Radio Script #73

Little Talks On Common Things
June 18, 1950

Among the men upon whom Colby College conferred honorary degrees at the recent Commencement was my friend Jim Connolly, about whom I was privileged to write a little book last spring. My “Jim Connolly and the Fishermen of Gloucester” was no best seller. No one thought it would be, least of all its author. But even its limited circulation and the kindly reviews it received did remind folks that a very popular writer of the early 1900’s is still living. It even brought me a personal, hand-written letter from the President of Ireland.

On June 12, 1950, a few months before his 82nd birthday, and nearly half a century after the publication of his first books, “Jeb Hutton” and “Out of Gloucester”, Colby College made James Brendan Connolly a Doctor of Humane Letters. The Harvard Athletic Association also belatedly recognized another of Jim’s achievements. A few weeks ago they awarded him the Harvard H and the big sweater that goes with it. That award is the culmination of an ironical story. In 1896 Jim,a freshman at Harvard, asked for leave of absence to compete in the first revival of the Olympic Games at Athens. The stern Harvard authorities said “No”. So Jim left the college — left it for good — and went to Athens anyhow. There, as thousands of Americans are by this time aware, he won the first track event in the Olympics, the hop, step and jump. It was Jim Connolly who caused the American flag to be the first to wave from the peak of the victory pole in the old Greek city where Pheidippides had ended his heroic run 25 centuries before.

This is the irony of it: that 54 years had to go by before the Harvard Athletic Association got around to recognizing Jim’s achievement.

Jim Connolly had a fine time in Waterville last week. He looks his age, but walks and acts like a man of fifty. And What stories he can tell in the most animated conversation — stories of deadly storms and terrible fogs on the Grand Banks, stories of the laden schooners racing home to get first market for the fish, stories of life with the Norwegian fishermen inside the Arctic Circle, stories of the great regatta races, and heroic tales of danger and sacrifice.

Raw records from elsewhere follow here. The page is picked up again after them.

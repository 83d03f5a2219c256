//! Adapters layer: Concrete implementations of ports.
//!
//! - `sqlite`: SQLite-backed key-value store
//! - `sanitize`: PII filtering for logs

pub mod sanitize;
pub mod sqlite;

// Re-export storage error for lib.rs
pub use sqlite::StorageError;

A lot of good sea stories have seen the printed page, and a lot of great characters of the sea have become familiar, from Captain Ahab to Tugboat Annie. But no stories are better told and no characters are more gloriously alive than those of James Brendan Connolly, published in nearly thirty books in the first quarter of this century.


We have ‘ been having a lot of fun talking about such old-time things with such unremembered names as gripes and snickels, barking irons, and upsetting axes. We are still on the watch for these old-time expressions and the things they describe. The latest one we encountered was entirely new to us, and we believe it will be new to most of you. It is a “thorough stay”.

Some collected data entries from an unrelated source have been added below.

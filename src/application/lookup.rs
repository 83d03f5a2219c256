//! Doctor-side patient lookup and the recent-patients cache.
//!
//! Records and profile are global, so every matching id resolves to the
//! same data: the store holds a single mock patient.

use std::sync::Arc;

use crate::adapters::StorageError;
use crate::domain::{PatientId, PatientSnapshot, ValidationError};
use crate::ports::{keys, KeyValueStore};
use crate::VerolixError;

use super::persist;
use super::profile::ProfileStore;
use super::records::RecordStore;

/// Maximum entries kept in the recent-patients cache.
pub const RECENT_PATIENTS_LIMIT: usize = 5;

/// Service resolving patient ids for doctors.
pub struct DoctorLookup<S>
where
    S: KeyValueStore,
{
    storage: Arc<S>,
    records: RecordStore<S>,
    profiles: ProfileStore<S>,
}

impl<S> DoctorLookup<S>
where
    S: KeyValueStore,
    S::Error: Into<StorageError>,
{
    /// Create a new lookup service.
    pub fn new(storage: Arc<S>) -> Self {
        Self {
            records: RecordStore::new(storage.clone()),
            profiles: ProfileStore::new(storage.clone()),
            storage,
        }
    }

    /// Resolve `raw` to a patient snapshot.
    ///
    /// Only ids with the `PID-` prefix resolve. A hit is pushed to the front
    /// of the recent-patients cache unless already present.
    ///
    /// # Errors
    /// - `EmptyPatientId` for blank input
    /// - `PatientNotFound` for anything without the prefix
    /// - storage errors
    pub fn find_patient(&self, raw: &str) -> Result<PatientSnapshot, VerolixError> {
        if raw.trim().is_empty() {
            return Err(ValidationError::EmptyPatientId.into());
        }
        let Some(patient_id) = PatientId::parse(raw) else {
            tracing::info!("Patient lookup missed");
            return Err(VerolixError::PatientNotFound(raw.to_string()));
        };

        let records = self.records.list()?;
        let profile = self.profiles.saved()?;
        let snapshot = PatientSnapshot::compose(patient_id, records, profile.as_ref());

        let mut recent = self.recent()?;
        if remember(&mut recent, &snapshot) {
            persist::save_json(self.storage.as_ref(), keys::RECENT_PATIENTS, &recent)?;
        }

        tracing::info!(records = snapshot.records.len(), "Patient lookup succeeded");
        Ok(snapshot)
    }

    /// Recent lookups, most recent first.
    ///
    /// # Errors
    /// Returns error if storage operation fails.
    pub fn recent(&self) -> Result<Vec<PatientSnapshot>, VerolixError> {
        Ok(persist::load_json(self.storage.as_ref(), keys::RECENT_PATIENTS)?.unwrap_or_default())
    }
}

/// Front-insert `snapshot` unless its patient id is already cached.
///
/// Returns whether the cache changed.
fn remember(recent: &mut Vec<PatientSnapshot>, snapshot: &PatientSnapshot) -> bool {
    if recent.iter().any(|p| p.patient_id == snapshot.patient_id) {
        return false;
    }
    recent.insert(0, snapshot.clone());
    recent.truncate(RECENT_PATIENTS_LIMIT);
    true
}

#[cfg(test)]
mod tests {
    use super::*;
    use crate::adapters::sqlite::SqliteStore;

    fn create_test_lookup() -> (DoctorLookup<SqliteStore>, RecordStore<SqliteStore>) {
        let storage = Arc::new(SqliteStore::in_memory().expect("Should create db"));
        (
            DoctorLookup::new(storage.clone()),
            RecordStore::new(storage),
        )
    }

    fn ids(recent: &[PatientSnapshot]) -> Vec<String> {
        recent.iter().map(|p| p.patient_id.to_string()).collect()
    }

    #[test]
    fn test_blank_id_is_validation_error() {
        let (lookup, _) = create_test_lookup();
        let err = lookup.find_patient("   ").expect_err("Should fail");
        assert!(matches!(
            err,
            VerolixError::Validation(ValidationError::EmptyPatientId)
        ));
    }

    #[test]
    fn test_unprefixed_id_not_found() {
        let (lookup, _) = create_test_lookup();
        let err = lookup.find_patient("12345").expect_err("Should fail");
        assert_eq!(err.to_string(), "No patient found with ID 12345");
        assert!(lookup.recent().expect("Should read").is_empty());
    }

    #[test]
    fn test_any_prefixed_id_sees_global_records() {
        let (lookup, records) = create_test_lookup();
        records.ensure_seeded().expect("Should seed");

        let a = lookup.find_patient("PID-11111").expect("Should find");
        let b = lookup.find_patient("PID-22222").expect("Should find");
        assert_eq!(a.records, b.records);
        assert_eq!(a.records.len(), 3);
        assert_eq!(b.name, "Patient 22222");
    }

    #[test]
    fn test_repeat_lookup_not_duplicated() {
        let (lookup, _) = create_test_lookup();
        lookup.find_patient("PID-10001").expect("Should find");
        lookup.find_patient("PID-10002").expect("Should find");
        lookup.find_patient("PID-10001").expect("Should find");

        let recent = lookup.recent().expect("Should read");
        assert_eq!(ids(&recent), ["PID-10002", "PID-10001"]);
    }

    #[test]
    fn test_cache_capped_most_recent_first() {
        let (lookup, _) = create_test_lookup();
        for n in 1..=7 {
            lookup
                .find_patient(&format!("PID-1000{n}"))
                .expect("Should find");
        }

        let recent = lookup.recent().expect("Should read");
        assert_eq!(
            ids(&recent),
            ["PID-10007", "PID-10006", "PID-10005", "PID-10004", "PID-10003"]
        );
    }
}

Who can tell me what it is? It is so rare that I think I ought to give you at least an indication of the general category in which it belongs. The term “thorough stay” does not mean an extended visit, nor does it-mean staying in one place a long time. It is a term connected with one of the oldest trades in Maine, the great lumber industry. It describes an actual object once used, but long since abandoned. What was that object? Come on, now, Who will be the first to tell me? What was a thorough stay?

Speaking of lumbering, some of the stories about prodigious feats in the Maine woods put the Paul Bunyan yarns to shame. Let me tell you·just one incident — not a lumberman’s campfire yarn,half fact, half fiction — but an actual, authenticated occurrence in the Maine woods.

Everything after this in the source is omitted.